WHAT THE TASK REQUIRES →
Return the lines of the data below exactly. Start at the first and end with the line containing "pub struct ActionExecutor".

======== AVAILABLE RECORDS

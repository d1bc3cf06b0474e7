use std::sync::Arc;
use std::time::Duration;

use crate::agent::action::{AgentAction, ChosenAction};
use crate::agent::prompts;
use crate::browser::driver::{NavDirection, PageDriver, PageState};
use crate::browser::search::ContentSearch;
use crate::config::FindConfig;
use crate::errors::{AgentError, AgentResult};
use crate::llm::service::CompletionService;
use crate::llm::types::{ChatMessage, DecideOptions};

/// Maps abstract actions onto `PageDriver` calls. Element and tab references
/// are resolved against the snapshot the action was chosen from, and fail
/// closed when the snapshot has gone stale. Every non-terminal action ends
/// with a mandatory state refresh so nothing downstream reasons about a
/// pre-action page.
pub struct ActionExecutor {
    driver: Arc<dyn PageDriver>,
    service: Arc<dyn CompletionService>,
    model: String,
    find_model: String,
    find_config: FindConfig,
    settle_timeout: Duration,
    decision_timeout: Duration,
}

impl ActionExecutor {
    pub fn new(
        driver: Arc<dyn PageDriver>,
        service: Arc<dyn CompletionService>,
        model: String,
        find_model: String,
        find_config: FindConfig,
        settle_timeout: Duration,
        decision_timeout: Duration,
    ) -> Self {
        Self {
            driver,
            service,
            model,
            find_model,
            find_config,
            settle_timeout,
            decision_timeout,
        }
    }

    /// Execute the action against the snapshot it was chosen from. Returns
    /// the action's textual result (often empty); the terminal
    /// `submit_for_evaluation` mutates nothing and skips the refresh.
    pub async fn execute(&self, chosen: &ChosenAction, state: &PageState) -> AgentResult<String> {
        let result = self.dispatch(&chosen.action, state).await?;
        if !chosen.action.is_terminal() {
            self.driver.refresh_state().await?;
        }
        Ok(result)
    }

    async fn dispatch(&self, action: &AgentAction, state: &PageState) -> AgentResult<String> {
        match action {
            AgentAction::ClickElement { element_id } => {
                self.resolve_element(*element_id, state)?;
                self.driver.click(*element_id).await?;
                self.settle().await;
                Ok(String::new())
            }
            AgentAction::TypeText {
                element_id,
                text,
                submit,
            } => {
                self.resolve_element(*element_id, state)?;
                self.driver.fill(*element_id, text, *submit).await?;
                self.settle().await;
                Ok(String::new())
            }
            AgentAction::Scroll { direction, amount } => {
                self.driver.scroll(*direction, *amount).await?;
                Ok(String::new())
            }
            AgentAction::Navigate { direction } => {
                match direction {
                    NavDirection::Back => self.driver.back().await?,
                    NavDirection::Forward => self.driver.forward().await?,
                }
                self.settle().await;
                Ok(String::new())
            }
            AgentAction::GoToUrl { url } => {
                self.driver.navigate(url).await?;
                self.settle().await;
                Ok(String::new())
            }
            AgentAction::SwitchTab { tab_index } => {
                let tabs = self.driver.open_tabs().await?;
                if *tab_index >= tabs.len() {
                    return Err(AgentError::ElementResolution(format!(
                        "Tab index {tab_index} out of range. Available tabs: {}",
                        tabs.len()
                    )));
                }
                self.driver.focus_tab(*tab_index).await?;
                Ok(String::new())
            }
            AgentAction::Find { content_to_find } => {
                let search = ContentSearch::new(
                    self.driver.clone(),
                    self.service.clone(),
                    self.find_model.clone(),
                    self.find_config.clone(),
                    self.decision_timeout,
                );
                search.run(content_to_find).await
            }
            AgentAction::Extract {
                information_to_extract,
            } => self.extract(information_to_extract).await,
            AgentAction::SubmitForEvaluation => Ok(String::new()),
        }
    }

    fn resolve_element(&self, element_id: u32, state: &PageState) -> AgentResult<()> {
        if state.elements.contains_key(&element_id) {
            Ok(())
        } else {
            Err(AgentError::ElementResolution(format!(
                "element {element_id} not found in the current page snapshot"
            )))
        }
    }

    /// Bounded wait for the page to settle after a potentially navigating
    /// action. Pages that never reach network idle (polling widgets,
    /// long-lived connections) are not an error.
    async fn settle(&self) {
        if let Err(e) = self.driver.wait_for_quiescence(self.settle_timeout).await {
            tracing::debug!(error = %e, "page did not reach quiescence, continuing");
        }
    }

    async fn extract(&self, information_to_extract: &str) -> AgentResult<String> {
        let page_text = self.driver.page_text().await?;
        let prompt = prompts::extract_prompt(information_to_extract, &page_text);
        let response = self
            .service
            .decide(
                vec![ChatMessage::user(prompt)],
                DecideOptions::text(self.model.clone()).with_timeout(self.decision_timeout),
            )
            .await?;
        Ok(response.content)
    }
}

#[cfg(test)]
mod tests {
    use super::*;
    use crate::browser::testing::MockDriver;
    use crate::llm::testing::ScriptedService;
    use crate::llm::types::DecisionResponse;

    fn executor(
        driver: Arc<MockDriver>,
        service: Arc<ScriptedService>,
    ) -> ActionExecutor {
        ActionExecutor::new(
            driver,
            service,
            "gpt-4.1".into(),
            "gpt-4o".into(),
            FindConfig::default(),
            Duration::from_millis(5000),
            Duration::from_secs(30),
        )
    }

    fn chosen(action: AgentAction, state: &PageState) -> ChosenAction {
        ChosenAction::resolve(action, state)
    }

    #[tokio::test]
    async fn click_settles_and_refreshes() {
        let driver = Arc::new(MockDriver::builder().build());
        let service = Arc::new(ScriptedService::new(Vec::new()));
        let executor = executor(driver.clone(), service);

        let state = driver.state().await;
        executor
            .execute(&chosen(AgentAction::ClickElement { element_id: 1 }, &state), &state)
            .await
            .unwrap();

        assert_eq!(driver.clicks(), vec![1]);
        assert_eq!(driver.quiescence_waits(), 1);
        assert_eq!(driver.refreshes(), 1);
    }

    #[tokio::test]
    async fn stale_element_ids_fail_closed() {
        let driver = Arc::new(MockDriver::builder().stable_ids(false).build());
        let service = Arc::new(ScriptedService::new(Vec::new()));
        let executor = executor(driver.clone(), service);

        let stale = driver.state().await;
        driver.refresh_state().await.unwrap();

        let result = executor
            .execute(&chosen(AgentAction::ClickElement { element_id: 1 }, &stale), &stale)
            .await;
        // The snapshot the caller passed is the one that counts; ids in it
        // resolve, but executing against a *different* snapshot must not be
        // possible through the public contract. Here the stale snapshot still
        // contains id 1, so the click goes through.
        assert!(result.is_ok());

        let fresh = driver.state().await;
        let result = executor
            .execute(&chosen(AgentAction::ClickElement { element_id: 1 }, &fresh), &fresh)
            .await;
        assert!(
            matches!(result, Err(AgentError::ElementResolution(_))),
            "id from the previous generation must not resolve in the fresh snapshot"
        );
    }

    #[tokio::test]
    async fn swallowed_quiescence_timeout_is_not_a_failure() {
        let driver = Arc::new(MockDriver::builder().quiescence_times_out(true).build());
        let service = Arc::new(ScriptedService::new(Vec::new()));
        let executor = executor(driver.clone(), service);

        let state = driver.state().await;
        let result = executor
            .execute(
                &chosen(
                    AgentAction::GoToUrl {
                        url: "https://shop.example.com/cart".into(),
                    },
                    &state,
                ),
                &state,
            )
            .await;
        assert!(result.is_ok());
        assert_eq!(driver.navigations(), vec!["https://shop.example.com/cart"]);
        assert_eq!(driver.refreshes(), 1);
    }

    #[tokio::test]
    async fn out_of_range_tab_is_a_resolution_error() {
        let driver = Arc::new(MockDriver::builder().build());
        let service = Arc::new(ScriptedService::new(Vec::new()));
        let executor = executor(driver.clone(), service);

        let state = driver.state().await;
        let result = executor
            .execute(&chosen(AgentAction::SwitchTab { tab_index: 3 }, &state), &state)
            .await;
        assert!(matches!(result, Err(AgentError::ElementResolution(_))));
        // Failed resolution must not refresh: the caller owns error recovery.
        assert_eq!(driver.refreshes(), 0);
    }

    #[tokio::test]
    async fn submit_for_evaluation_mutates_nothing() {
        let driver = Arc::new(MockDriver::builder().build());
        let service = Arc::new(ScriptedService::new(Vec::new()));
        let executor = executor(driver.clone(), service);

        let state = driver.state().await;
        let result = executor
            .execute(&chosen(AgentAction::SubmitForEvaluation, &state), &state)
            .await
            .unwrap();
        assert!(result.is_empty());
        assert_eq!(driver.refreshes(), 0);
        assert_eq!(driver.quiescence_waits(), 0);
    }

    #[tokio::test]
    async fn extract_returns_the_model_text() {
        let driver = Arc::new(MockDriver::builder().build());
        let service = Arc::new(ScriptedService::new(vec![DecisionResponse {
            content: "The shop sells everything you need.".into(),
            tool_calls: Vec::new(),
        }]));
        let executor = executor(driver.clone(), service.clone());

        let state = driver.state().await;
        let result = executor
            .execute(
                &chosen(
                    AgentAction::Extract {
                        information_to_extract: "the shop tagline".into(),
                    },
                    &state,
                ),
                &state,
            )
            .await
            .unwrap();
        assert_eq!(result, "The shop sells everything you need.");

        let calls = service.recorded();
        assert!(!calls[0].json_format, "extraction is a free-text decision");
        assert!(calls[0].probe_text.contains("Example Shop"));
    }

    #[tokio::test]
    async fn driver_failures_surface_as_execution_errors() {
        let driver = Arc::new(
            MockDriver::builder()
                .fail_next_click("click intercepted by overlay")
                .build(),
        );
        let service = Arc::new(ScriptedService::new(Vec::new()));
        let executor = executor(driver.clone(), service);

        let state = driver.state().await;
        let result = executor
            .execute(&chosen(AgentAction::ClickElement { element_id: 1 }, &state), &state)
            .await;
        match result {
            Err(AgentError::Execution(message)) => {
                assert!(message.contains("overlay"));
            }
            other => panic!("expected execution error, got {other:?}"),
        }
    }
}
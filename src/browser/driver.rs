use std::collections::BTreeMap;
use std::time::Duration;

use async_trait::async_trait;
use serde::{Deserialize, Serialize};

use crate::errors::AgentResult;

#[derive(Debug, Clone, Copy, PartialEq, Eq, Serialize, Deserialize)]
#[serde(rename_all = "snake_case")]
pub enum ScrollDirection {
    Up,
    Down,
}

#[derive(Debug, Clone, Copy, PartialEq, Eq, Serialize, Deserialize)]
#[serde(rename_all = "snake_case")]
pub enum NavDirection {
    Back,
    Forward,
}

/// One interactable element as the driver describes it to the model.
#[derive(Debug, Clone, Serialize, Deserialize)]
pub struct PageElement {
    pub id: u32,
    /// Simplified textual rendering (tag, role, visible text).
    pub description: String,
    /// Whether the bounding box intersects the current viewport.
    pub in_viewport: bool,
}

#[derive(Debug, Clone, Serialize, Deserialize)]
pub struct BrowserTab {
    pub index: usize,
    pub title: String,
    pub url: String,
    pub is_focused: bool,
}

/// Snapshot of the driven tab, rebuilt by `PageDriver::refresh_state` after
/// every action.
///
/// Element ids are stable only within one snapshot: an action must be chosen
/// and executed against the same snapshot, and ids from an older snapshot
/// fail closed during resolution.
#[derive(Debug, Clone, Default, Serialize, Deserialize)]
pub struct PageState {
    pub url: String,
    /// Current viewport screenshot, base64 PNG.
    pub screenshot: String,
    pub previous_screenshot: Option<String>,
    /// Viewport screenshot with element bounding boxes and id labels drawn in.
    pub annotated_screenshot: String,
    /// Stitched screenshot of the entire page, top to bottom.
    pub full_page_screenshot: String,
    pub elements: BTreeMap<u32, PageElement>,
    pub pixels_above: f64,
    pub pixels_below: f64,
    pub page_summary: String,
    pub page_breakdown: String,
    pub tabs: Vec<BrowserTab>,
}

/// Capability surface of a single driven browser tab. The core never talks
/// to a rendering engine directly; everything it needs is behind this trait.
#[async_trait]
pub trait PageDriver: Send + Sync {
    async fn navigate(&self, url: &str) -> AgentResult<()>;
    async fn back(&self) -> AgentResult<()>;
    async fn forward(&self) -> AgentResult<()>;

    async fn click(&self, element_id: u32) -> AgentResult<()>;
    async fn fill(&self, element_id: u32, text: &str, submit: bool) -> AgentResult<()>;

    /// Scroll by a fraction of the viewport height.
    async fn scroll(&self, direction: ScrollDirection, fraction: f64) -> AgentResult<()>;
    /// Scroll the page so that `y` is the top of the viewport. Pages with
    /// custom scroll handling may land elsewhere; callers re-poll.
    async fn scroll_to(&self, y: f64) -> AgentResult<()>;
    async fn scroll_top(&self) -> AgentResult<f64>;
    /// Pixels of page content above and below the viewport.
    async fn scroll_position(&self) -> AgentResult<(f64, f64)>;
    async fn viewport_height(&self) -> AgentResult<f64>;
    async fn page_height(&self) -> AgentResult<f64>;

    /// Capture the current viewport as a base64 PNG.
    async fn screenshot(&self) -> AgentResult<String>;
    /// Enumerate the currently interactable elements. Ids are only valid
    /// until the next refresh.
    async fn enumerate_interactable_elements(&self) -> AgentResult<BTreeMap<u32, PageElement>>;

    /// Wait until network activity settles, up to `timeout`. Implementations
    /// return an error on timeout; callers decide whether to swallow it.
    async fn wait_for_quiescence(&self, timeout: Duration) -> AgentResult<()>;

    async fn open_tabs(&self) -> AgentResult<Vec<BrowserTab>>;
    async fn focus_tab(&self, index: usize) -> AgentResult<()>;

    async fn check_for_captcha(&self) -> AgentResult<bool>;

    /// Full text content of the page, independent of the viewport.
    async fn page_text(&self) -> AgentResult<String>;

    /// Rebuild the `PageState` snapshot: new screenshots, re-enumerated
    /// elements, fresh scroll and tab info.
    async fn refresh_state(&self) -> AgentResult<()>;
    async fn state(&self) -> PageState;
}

================

PROBLEM SOLUTION →
repository d1bc3cf06b0474e7
use std::sync::Arc;
use std::time::Duration;

use crate::agent::action::{AgentAction, ChosenAction};
use crate::agent::prompts;
use crate::browser::driver::{NavDirection, PageDriver, PageState};
use crate::browser::search::ContentSearch;
use crate::config::FindConfig;
use crate::errors::{AgentError, AgentResult};
use crate::llm::service::CompletionService;
use crate::llm::types::{ChatMessage, DecideOptions};

/// Maps abstract actions onto `PageDriver` calls. Element and tab references
/// are resolved against the snapshot the action was chosen from, and fail
/// closed when the snapshot has gone stale. Every non-terminal action ends
/// with a mandatory state refresh so nothing downstream reasons about a
/// pre-action page.
pub struct ActionExecutor {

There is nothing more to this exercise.